Charlie Hebdo gets the disputed award at PEN gala

PEN giving the French satirical magazine Charlie Hebdo a Freedom of Expression Courage Award made the PEN gala the most controversial in recent history

Photo by: Reuters
Photo by: Reuters

Updated Jul 28, 2015

The argument between writers still goes on over the honouring of Charlie Hebdo at the PEN Literary Gala in New York on Tuesday.

The magazine was targeted because of its frequent parodies of the Prophet Muhammad and eight of Charlie Hebdo staff were killed in January in Paris at an attack.

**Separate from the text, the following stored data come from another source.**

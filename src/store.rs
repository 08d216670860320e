use std::path::PathBuf;

use anyhow::{Context, Result};
use chrono::Utc;
use rusqlite::{params, Connection, OptionalExtension};

const META_PATCH_KEY: &str = "meta_patch_marker";

#[derive(Debug, Clone)]
pub struct MatchRecord {
    pub puuid: String,
    pub recorded_at: String,
    pub score: f64,
    pub win: bool,
}

/// Small sqlite-backed settings store: per-advisor enable flags, the cached
/// meta-patch marker, and recent match records for the post-game advisor.
#[derive(Debug, Clone)]
pub struct SettingsStore {
    path: PathBuf,
}

impl SettingsStore {
    pub fn open(path: PathBuf) -> Result<Self> {
        let store = Self { path };
        store.init_db()?;
        Ok(store)
    }

    pub fn open_default() -> Result<Self> {
        let base = dirs::config_dir()
            .context("unable to locate OS config directory for settings store")?
            .join("rift-coach");
        std::fs::create_dir_all(&base)
            .with_context(|| format!("failed creating store dir at {}", base.display()))?;
        Self::open(base.join("coach.db"))
    }

    fn conn(&self) -> Result<Connection> {
        Connection::open(&self.path)
            .with_context(|| format!("failed opening sqlite db at {}", self.path.display()))
    }

    fn init_db(&self) -> Result<()> {
        let conn = self.conn()?;
        conn.execute_batch(
            r#"
CREATE TABLE IF NOT EXISTS settings (
    key TEXT PRIMARY KEY,
    value TEXT
);
CREATE TABLE IF NOT EXISTS match_records (
    id INTEGER PRIMARY KEY AUTOINCREMENT,
    puuid TEXT,
    recorded_at TEXT,
    score REAL,
    win INTEGER
);
"#,
        )
        .context("failed creating settings tables")?;
        Ok(())
    }

    fn get_setting(&self, key: &str) -> Result<Option<String>> {
        let conn = self.conn()?;
        conn.query_row(
            "SELECT value FROM settings WHERE key = ?1",
            params![key],
            |row| row.get::<_, String>(0),
        )
        .optional()
        .with_context(|| format!("failed reading setting {key}"))
    }

    fn set_setting(&self, key: &str, value: &str) -> Result<()> {
        let conn = self.conn()?;
        conn.execute(
            "INSERT OR REPLACE INTO settings (key, value) VALUES (?1, ?2)",
            params![key, value],
        )
        .with_context(|| format!("failed writing setting {key}"))?;
        Ok(())
    }

    /// Advisors default to enabled until a flag is persisted.
    pub fn advisor_enabled(&self, name: &str) -> Result<bool> {
        let key = format!("agent_{name}_enabled");
        Ok(self
            .get_setting(&key)?
            .map(|value| value != "false")
            .unwrap_or(true))
    }

    pub fn set_advisor_enabled(&self, name: &str, enabled: bool) -> Result<()> {
        let key = format!("agent_{name}_enabled");
        self.set_setting(&key, if enabled { "true" } else { "false" })
    }

    pub fn meta_patch_marker(&self) -> Result<Option<String>> {
        self.get_setting(META_PATCH_KEY)
    }

    pub fn set_meta_patch_marker(&self, marker: &str) -> Result<()> {
        self.set_setting(META_PATCH_KEY, marker)
    }

    pub fn insert_match_record(&self, puuid: &str, score: f64, win: bool) -> Result<()> {
        let conn = self.conn()?;
        conn.execute(
            "INSERT INTO match_records (puuid, recorded_at, score, win) VALUES (?1, ?2, ?3, ?4)",
            params![puuid, Utc::now().to_rfc3339(), score, win as i64],
        )
        .context("failed inserting match record")?;
        Ok(())
    }

    pub fn recent_match_records(&self, limit: usize) -> Result<Vec<MatchRecord>> {
        let conn = self.conn()?;
        let mut stmt = conn
            .prepare(
                "SELECT puuid, recorded_at, score, win FROM match_records ORDER BY id DESC LIMIT ?1",
            )
            .context("failed preparing match record query")?;
        let rows = stmt
            .query_map(params![limit as i64], |row| {
                Ok(MatchRecord {
                    puuid: row.get(0)?,
                    recorded_at: row.get(1)?,
                    score: row.get(2)?,
                    win: row.get::<_, i64>(3)? != 0,
                })
            })
            .context("failed querying match records")?;
        let mut out = Vec::new();
        for row in rows {
            out.push(row.context("failed decoding match record row")?);
        }
        Ok(out)
    }
}

#[cfg(test)]
mod tests {
    use std::{path::PathBuf, time::SystemTime};

    use super::SettingsStore;

    fn temp_store() -> (SettingsStore, PathBuf) {
        let unique = SystemTime::now()
            .duration_since(SystemTime::UNIX_EPOCH)
            .expect("clock should be valid")
            .as_nanos();
        let path = std::env::temp_dir().join(format!("rift_coach_store_{unique}.db"));
        let store = SettingsStore::open(path.clone()).expect("store should open");
        (store, path)
    }

    #[test]
    fn advisor_flags_default_to_enabled() {
        let (store, path) = temp_store();
        assert!(store.advisor_enabled("draft").expect("flag read"));
        store
            .set_advisor_enabled("draft", false)
            .expect("flag write");
        assert!(!store.advisor_enabled("draft").expect("flag read"));
        store.set_advisor_enabled("draft", true).expect("flag write");
        assert!(store.advisor_enabled("draft").expect("flag read"));
        std::fs::remove_file(path).ok();
    }

    #[test]
    fn meta_patch_marker_round_trips() {
        let (store, path) = temp_store();
        assert!(store.meta_patch_marker().expect("marker read").is_none());
        store.set_meta_patch_marker("14.3.1").expect("marker write");
        assert_eq!(
            store.meta_patch_marker().expect("marker read").as_deref(),
            Some("14.3.1")
        );
        std::fs::remove_file(path).ok();
    }

    #[test]
    fn match_records_return_most_recent_first() {
        let (store, path) = temp_store();
        store
            .insert_match_record("puuid-1", 6.5, true)
            .expect("insert");
        store
            .insert_match_record("puuid-1", 3.2, false)
            .expect("insert");
        let records = store.recent_match_records(10).expect("query");
        assert_eq!(records.len(), 2);
        assert_eq!(records[0].puuid, "puuid-1");
        assert!(!records[0].recorded_at.is_empty());
        assert!((records[0].score - 3.2).abs() < f64::EPSILON);
        assert!(!records[0].win);
        assert!(records[1].win);
        std::fs::remove_file(path).ok();
    }
}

Six writers boycotted PEN giving Charlie Hebdo a freedom of speech award, saying PEN's role was to protect freedom of expression against government oppression but instead PEN celebrated the magazine's "cultural intolerance".

They also said PEN, known for defending imprisoned writers, was stepping beyond its traditional role.

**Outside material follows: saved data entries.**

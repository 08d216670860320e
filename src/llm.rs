use std::time::Duration;

use anyhow::{anyhow, Context, Result};
use async_trait::async_trait;
use serde::{Deserialize, Serialize};
use serde_json::Value;
use tracing::warn;

const ANTHROPIC_API_BASE: &str = "https://api.anthropic.com/v1";
const API_VERSION: &str = "2023-06-01";
const DEFAULT_MODEL: &str = "claude-sonnet-4-20250514";
const DEFAULT_MAX_TOKENS: u32 = 1024;

#[derive(Debug, Clone, Serialize, Deserialize)]
pub struct ToolSchema {
    pub name: String,
    pub description: String,
    pub input_schema: Value,
}

#[derive(Debug, Clone, Copy, Serialize, Deserialize, PartialEq, Eq)]
#[serde(rename_all = "snake_case")]
pub enum Role {
    User,
    Assistant,
}

#[derive(Debug, Clone, Serialize, Deserialize)]
#[serde(tag = "type", rename_all = "snake_case")]
pub enum ContentBlock {
    Text {
        text: String,
    },
    ToolUse {
        id: String,
        name: String,
        input: Value,
    },
    ToolResult {
        tool_use_id: String,
        content: String,
        #[serde(default)]
        is_error: bool,
    },
}

#[derive(Debug, Clone, Serialize, Deserialize)]
pub struct ChatMessage {
    pub role: Role,
    pub content: Vec<ContentBlock>,
}

impl ChatMessage {
    pub fn user_text(text: impl Into<String>) -> Self {
        Self {
            role: Role::User,
            content: vec![ContentBlock::Text { text: text.into() }],
        }
    }
}

#[derive(Debug, Clone)]
pub struct ChatRequest {
    pub system: String,
    pub tools: Vec<ToolSchema>,
    pub messages: Vec<ChatMessage>,
    pub max_tokens: u32,
}

#[derive(Debug, Clone)]
pub struct ChatResponse {
    pub content: Vec<ContentBlock>,
    pub stop_reason: Option<String>,
}

impl ChatResponse {
    pub fn text(&self) -> String {
        self.content
            .iter()
            .filter_map(|block| match block {
                ContentBlock::Text { text } => Some(text.as_str()),
                _ => None,
            })
            .collect::<Vec<_>>()
            .join("\n")
    }

    pub fn tool_uses(&self) -> Vec<(&str, &str, &Value)> {
        self.content
            .iter()
            .filter_map(|block| match block {
                ContentBlock::ToolUse { id, name, input } => {
                    Some((id.as_str(), name.as_str(), input))
                }
                _ => None,
            })
            .collect()
    }
}

/// User-supplied model callback. The runtime only ever talks to this trait;
/// the wire protocol behind it is the implementation's business.
#[async_trait]
pub trait ChatModel: Send + Sync {
    async fn complete(&self, request: &ChatRequest) -> Result<ChatResponse>;
}

#[derive(Debug, Clone)]
pub struct AnthropicConfig {
    pub api_key: String,
    pub model: String,
    pub timeout_secs: u64,
    pub max_retries: u32,
}

impl Default for AnthropicConfig {
    fn default() -> Self {
        Self {
            api_key: String::new(),
            model: DEFAULT_MODEL.to_owned(),
            timeout_secs: 30,
            max_retries: 2,
        }
    }
}

pub struct AnthropicModel {
    config: AnthropicConfig,
    client: reqwest::Client,
}

impl AnthropicModel {
    pub fn new(config: AnthropicConfig) -> Result<Self> {
        let client = reqwest::Client::builder()
            .timeout(Duration::from_secs(config.timeout_secs))
            .build()
            .context("failed building llm http client")?;
        Ok(Self { config, client })
    }

    async fn try_request(&self, request: &ChatRequest) -> Result<ChatResponse> {
        if self.config.api_key.is_empty() {
            return Err(anyhow!("no llm api key configured"));
        }
        let body = WireRequest {
            model: &self.config.model,
            max_tokens: if request.max_tokens == 0 {
                DEFAULT_MAX_TOKENS
            } else {
                request.max_tokens
            },
            system: &request.system,
            tools: &request.tools,
            messages: &request.messages,
        };
        let response = self
            .client
            .post(format!("{ANTHROPIC_API_BASE}/messages"))
            .header("x-api-key", &self.config.api_key)
            .header("anthropic-version", API_VERSION)
            .header("content-type", "application/json")
            .json(&body)
            .send()
            .await
            .context("llm request failed to send")?;

        let status = response.status();
        if !status.is_success() {
            let text = response.text().await.unwrap_or_default();
            return Err(anyhow!("llm api error ({status}): {text}"));
        }
        let wire = response
            .json::<WireResponse>()
            .await
            .context("llm response did not parse")?;
        Ok(ChatResponse {
            content: wire.content,
            stop_reason: wire.stop_reason,
        })
    }
}

#[async_trait]
impl ChatModel for AnthropicModel {
    async fn complete(&self, request: &ChatRequest) -> Result<ChatResponse> {
        let mut last_error = None;
        for attempt in 0..=self.config.max_retries {
            if attempt > 0 {
                tokio::time::sleep(Duration::from_secs(1 << (attempt - 1))).await;
                warn!(attempt, "retrying llm request");
            }
            match self.try_request(request).await {
                Ok(response) => return Ok(response),
                Err(err) => last_error = Some(err),
            }
        }
        Err(last_error.unwrap_or_else(|| anyhow!("llm request failed")))
    }
}

#[derive(Serialize)]
struct WireRequest<'a> {
    model: &'a str,
    max_tokens: u32,
    system: &'a str,
    #[serde(skip_serializing_if = "<[_]>::is_empty")]
    tools: &'a [ToolSchema],
    messages: &'a [ChatMessage],
}

#[derive(Deserialize)]
struct WireResponse {
    content: Vec<ContentBlock>,
    #[serde(default)]
    stop_reason: Option<String>,
}

#[cfg(test)]
mod tests {
    use serde_json::json;

    use super::{ChatResponse, ContentBlock};

    #[test]
    fn response_splits_text_and_tool_uses() {
        let response = ChatResponse {
            content: vec![
                ContentBlock::Text {
                    text: "thinking".to_owned(),
                },
                ContentBlock::ToolUse {
                    id: "toolu_1".to_owned(),
                    name: "macro_call".to_owned(),
                    input: json!({"message": "group mid"}),
                },
            ],
            stop_reason: Some("tool_use".to_owned()),
        };
        assert_eq!(response.text(), "thinking");
        let uses = response.tool_uses();
        assert_eq!(uses.len(), 1);
        assert_eq!(uses[0].1, "macro_call");
    }

    #[test]
    fn content_blocks_use_wire_tags() {
        let block = ContentBlock::ToolResult {
            tool_use_id: "toolu_1".to_owned(),
            content: "{\"ok\":true}".to_owned(),
            is_error: false,
        };
        let json = serde_json::to_value(&block).expect("block should serialize");
        assert_eq!(json["type"], "tool_result");
        assert_eq!(json["tool_use_id"], "toolu_1");

        let parsed: ContentBlock = serde_json::from_value(json!({
            "type": "tool_use",
            "id": "toolu_2",
            "name": "recommend",
            "input": {"champion": "Ahri"}
        }))
        .expect("tool_use should parse");
        assert!(matches!(parsed, ContentBlock::ToolUse { .. }));
    }
}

PEN president Andrew Solomon said: "The defence of people murdered for their exercise of free speech is at the heart of what PEN stands for.”

Charlie Hebdo's editor in chief, Gerard Biard and Jean-Baptiste Thoret accepted the award at the New York gala.

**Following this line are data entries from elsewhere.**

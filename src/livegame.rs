use std::time::Duration;

use anyhow::{Context, Result};
use serde::Deserialize;
use tokio::{
    sync::mpsc,
    task::JoinHandle,
    time::{interval, MissedTickBehavior},
};
use tracing::{debug, info, warn};

pub const LIVE_CLIENT_BASE: &str = "https://127.0.0.1:2999/liveclientdata";

const SNAPSHOT_INTERVAL: Duration = Duration::from_secs(10);
const EVENT_INTERVAL: Duration = Duration::from_secs(5);

#[derive(Debug, Clone, Deserialize)]
pub struct Snapshot {
    #[serde(rename = "activePlayer")]
    pub active_player: ActivePlayer,
    #[serde(rename = "allPlayers")]
    pub all_players: Vec<PlayerSlot>,
    #[serde(rename = "gameData")]
    pub game_data: GameData,
}

#[derive(Debug, Clone, Deserialize)]
pub struct ActivePlayer {
    #[serde(rename = "summonerName")]
    pub summoner_name: String,
    #[serde(default)]
    pub level: u32,
}

#[derive(Debug, Clone, Deserialize)]
pub struct PlayerSlot {
    #[serde(rename = "summonerName")]
    pub summoner_name: String,
    #[serde(rename = "championName", default)]
    pub champion_name: String,
    pub team: String,
    #[serde(rename = "isDead", default)]
    pub is_dead: bool,
    #[serde(rename = "respawnTimer", default)]
    pub respawn_timer: f64,
    #[serde(default)]
    pub position: String,
    #[serde(default)]
    pub level: u32,
    #[serde(default)]
    pub scores: Scores,
}

#[derive(Debug, Clone, Default, Deserialize)]
pub struct Scores {
    #[serde(default)]
    pub kills: u32,
    #[serde(default)]
    pub deaths: u32,
    #[serde(default)]
    pub assists: u32,
    #[serde(rename = "creepScore", default)]
    pub creep_score: u32,
}

#[derive(Debug, Clone, Deserialize)]
pub struct GameData {
    #[serde(rename = "gameTime")]
    pub game_time: f64,
}

#[derive(Debug, Clone, Deserialize)]
pub struct GameEvent {
    #[serde(rename = "EventID")]
    pub event_id: u64,
    #[serde(rename = "EventName")]
    pub event_name: String,
    #[serde(rename = "EventTime", default)]
    pub event_time: f64,
    #[serde(rename = "KillerName", default)]
    pub killer_name: String,
    #[serde(rename = "VictimName", default)]
    pub victim_name: String,
    #[serde(rename = "TurretKilled", default)]
    pub turret_killed: String,
    #[serde(rename = "InhibKilled", default)]
    pub inhib_killed: String,
    #[serde(rename = "InhibRespawned", default)]
    pub inhib_respawned: String,
}

#[derive(Debug, Deserialize)]
struct EventFeed {
    #[serde(rename = "Events", default)]
    events: Vec<GameEvent>,
}

#[derive(Debug, Clone)]
pub enum TelemetryUpdate {
    Available,
    Unavailable,
    Snapshot(Box<Snapshot>),
    NewEvents(Vec<GameEvent>),
}

/// Read-only poller against the in-match data source on the fixed loopback
/// port. Full snapshots every 10 s, the event feed every 5 s; transient
/// misses are absorbed since the next tick is soon.
pub fn spawn_live_client_worker(tx: mpsc::Sender<TelemetryUpdate>) -> JoinHandle<()> {
    tokio::spawn(async move {
        run_live_client_loop(tx).await;
    })
}

async fn run_live_client_loop(tx: mpsc::Sender<TelemetryUpdate>) {
    let client = match loopback_client() {
        Ok(client) => client,
        Err(err) => {
            warn!(?err, "failed building live client http client");
            return;
        }
    };

    let mut snapshot_tick = interval(SNAPSHOT_INTERVAL);
    let mut event_tick = interval(EVENT_INTERVAL);
    snapshot_tick.set_missed_tick_behavior(MissedTickBehavior::Delay);
    event_tick.set_missed_tick_behavior(MissedTickBehavior::Delay);

    let mut available = false;
    let mut max_event_id: Option<u64> = None;

    loop {
        tokio::select! {
            _ = snapshot_tick.tick() => {
                match fetch_snapshot(&client).await {
                    Ok(snapshot) => {
                        mark_available(&mut available, &mut max_event_id, &tx, true);
                        // Snapshots are idempotent; when the consumer is behind,
                        // dropping one is harmless.
                        if tx.try_send(TelemetryUpdate::Snapshot(Box::new(snapshot))).is_err() {
                            debug!("telemetry consumer behind, dropped snapshot");
                        }
                    }
                    Err(err) => {
                        debug!(?err, "snapshot poll missed");
                        mark_available(&mut available, &mut max_event_id, &tx, false);
                    }
                }
            }
            _ = event_tick.tick() => {
                match fetch_events(&client).await {
                    Ok(feed) => {
                        mark_available(&mut available, &mut max_event_id, &tx, true);
                        let fresh = select_new_events(feed, &mut max_event_id);
                        if !fresh.is_empty()
                            && tx.try_send(TelemetryUpdate::NewEvents(fresh)).is_err()
                        {
                            warn!("telemetry consumer behind, dropped event batch");
                        }
                    }
                    Err(err) => {
                        debug!(?err, "event poll missed");
                        mark_available(&mut available, &mut max_event_id, &tx, false);
                    }
                }
            }
        }
    }
}

fn mark_available(
    available: &mut bool,
    max_event_id: &mut Option<u64>,
    tx: &mpsc::Sender<TelemetryUpdate>,
    reachable: bool,
) {
    if *available == reachable {
        return;
    }
    *available = reachable;
    if reachable {
        info!("live client data available");
        let _ = tx.try_send(TelemetryUpdate::Available);
    } else {
        info!("live client data unavailable");
        // Event ids restart with the next match.
        *max_event_id = None;
        let _ = tx.try_send(TelemetryUpdate::Unavailable);
    }
}

/// Keeps only events beyond the high-water mark, in strictly increasing
/// event-id order.
fn select_new_events(mut events: Vec<GameEvent>, max_event_id: &mut Option<u64>) -> Vec<GameEvent> {
    events.sort_by_key(|event| event.event_id);
    let floor = *max_event_id;
    let fresh: Vec<GameEvent> = events
        .into_iter()
        .filter(|event| floor.map(|seen| event.event_id > seen).unwrap_or(true))
        .collect();
    if let Some(last) = fresh.last() {
        *max_event_id = Some(last.event_id);
    }
    fresh
}

fn loopback_client() -> Result<reqwest::Client> {
    // Self-signed loopback endpoint; never reuse this client for the cloud.
    reqwest::Client::builder()
        .danger_accept_invalid_certs(true)
        .timeout(Duration::from_secs(3))
        .build()
        .context("failed building loopback telemetry client")
}

async fn fetch_snapshot(client: &reqwest::Client) -> Result<Snapshot> {
    let snapshot = client
        .get(format!("{LIVE_CLIENT_BASE}/allgamedata"))
        .send()
        .await
        .context("allgamedata request failed")?
        .error_for_status()
        .context("allgamedata returned error status")?
        .json::<Snapshot>()
        .await
        .context("allgamedata payload did not parse")?;
    Ok(snapshot)
}

async fn fetch_events(client: &reqwest::Client) -> Result<Vec<GameEvent>> {
    let feed = client
        .get(format!("{LIVE_CLIENT_BASE}/eventdata"))
        .send()
        .await
        .context("eventdata request failed")?
        .error_for_status()
        .context("eventdata returned error status")?
        .json::<EventFeed>()
        .await
        .context("eventdata payload did not parse")?;
    Ok(feed.events)
}

#[cfg(test)]
mod tests {
    use super::{select_new_events, GameEvent, Snapshot};

    fn event(id: u64, name: &str) -> GameEvent {
        GameEvent {
            event_id: id,
            event_name: name.to_owned(),
            event_time: id as f64,
            killer_name: String::new(),
            victim_name: String::new(),
            turret_killed: String::new(),
            inhib_killed: String::new(),
            inhib_respawned: String::new(),
        }
    }

    #[test]
    fn emits_only_events_beyond_high_water_mark() {
        let mut max = None;
        let first = select_new_events(vec![event(3, "A"), event(1, "B"), event(2, "C")], &mut max);
        assert_eq!(
            first.iter().map(|e| e.event_id).collect::<Vec<_>>(),
            vec![1, 2, 3]
        );
        assert_eq!(max, Some(3));

        let second = select_new_events(vec![event(2, "B"), event(4, "D"), event(5, "E")], &mut max);
        assert_eq!(
            second.iter().map(|e| e.event_id).collect::<Vec<_>>(),
            vec![4, 5]
        );
        assert_eq!(max, Some(5));

        let third = select_new_events(vec![event(5, "E")], &mut max);
        assert!(third.is_empty());
        assert_eq!(max, Some(5));
    }

    #[test]
    fn snapshot_parses_live_client_payload() {
        let raw = r#"{
            "activePlayer": {"summonerName": "Blue Mid", "level": 9},
            "allPlayers": [
                {
                    "summonerName": "Blue Mid",
                    "championName": "Ahri",
                    "team": "ORDER",
                    "isDead": false,
                    "respawnTimer": 0.0,
                    "position": "MIDDLE",
                    "level": 9,
                    "scores": {"kills": 3, "deaths": 1, "assists": 2, "creepScore": 112}
                },
                {
                    "summonerName": "Red Jungle",
                    "championName": "Lee Sin",
                    "team": "CHAOS",
                    "isDead": true,
                    "respawnTimer": 22.5,
                    "position": "JUNGLE",
                    "level": 8,
                    "scores": {"kills": 1, "deaths": 4, "assists": 1, "creepScore": 88}
                }
            ],
            "gameData": {"gameTime": 913.2}
        }"#;
        let snapshot: Snapshot = serde_json::from_str(raw).expect("snapshot should parse");
        assert_eq!(snapshot.active_player.summoner_name, "Blue Mid");
        assert_eq!(snapshot.all_players.len(), 2);
        assert_eq!(snapshot.all_players[1].team, "CHAOS");
        assert!(snapshot.all_players[1].is_dead);
        assert_eq!(snapshot.all_players[0].scores.creep_score, 112);
        assert!((snapshot.game_data.game_time - 913.2).abs() < f64::EPSILON);
    }

    #[test]
    fn event_feed_defaults_optional_fields() {
        let raw = r#"{"EventID": 7, "EventName": "DragonKill", "EventTime": 611.0, "KillerName": "Blue Jungle"}"#;
        let event: GameEvent = serde_json::from_str(raw).expect("event should parse");
        assert_eq!(event.event_id, 7);
        assert_eq!(event.event_name, "DragonKill");
        assert!(event.turret_killed.is_empty());
    }
}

While accepting the award, Biard said "Growing up to be a citizen is to learn that some ideas, some words, some images, can be shocking," he said. "Being shocked is a part of democratic debate. Being shot is not."

In addition, to six writes who boycotted the event, 204 writers signed a letter of protest against the award.

In their letter they said “PEN is not simply conveying support for freedom of expression, but also valorizing selectively offensive material, material that intensifies the anti-Islamic, anti-Maghreb, anti-Arab sentiments already prevalent in the Western world.”

The 204 writers also added “It is disheartening to see that PEN America has chosen to honor the work and mission of Charlie Hebdo above those who not only exemplify the principles of free expression, but whose courage, even when provocative or discomfiting, has also been fastidiously exercised for the good of humanity.”

The Iranian-born novelist Porochista Khakpour, a table host, told that she had no plans to applaud even as she affirmed her support for PEN's mission.

Roz Chast, the best-selling author and New Yorker cartoonist, said that she found the Hebdo illustrations "sort of stupid and ham-handed," and "kind of obvious, kind of, 'duh. "But if I didn't support their right to publish them I wouldn't be here."